* [Exercise instructions]
For each line in the records, produce an exact copy.

[Records drawn from a dataset]
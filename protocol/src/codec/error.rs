use thiserror::Error;

/// Errors raised by the codec helpers. All of them are local: no I/O is
/// involved, so they always point at bad input.
#[derive(Debug, Clone, PartialEq, Eq, Error)]
pub enum CodecError {
    /// The input is not valid hex, base58, or has the wrong length.
    #[error("malformed encoding: {0}")]
    MalformedEncoding(String),
}

impl From<hex::FromHexError> for CodecError {
    fn from(err: hex::FromHexError) -> Self {
        CodecError::MalformedEncoding(err.to_string())
    }
}

impl From<bs58::decode::Error> for CodecError {
    fn from(err: bs58::decode::Error) -> Self {
        CodecError::MalformedEncoding(err.to_string())
    }
}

* [Exercise answer]
filename protocol/src/codec/error.rs
use thiserror::Error;

/// Errors raised by the codec helpers. All of them are local: no I/O is
/// involved, so they always point at bad input.
#[derive(Debug, Clone, PartialEq, Eq, Error)]
pub enum CodecError {
    /// The input is not valid hex, base58, or has the wrong length.
    #[error("malformed encoding: {0}")]
    MalformedEncoding(String),
}

impl From<hex::FromHexError> for CodecError {
    fn from(err: hex::FromHexError) -> Self {
        CodecError::MalformedEncoding(err.to_string())
    }
}

impl From<bs58::decode::Error> for CodecError {
    fn from(err: bs58::decode::Error) -> Self {
        CodecError::MalformedEncoding(err.to_string())
    }
}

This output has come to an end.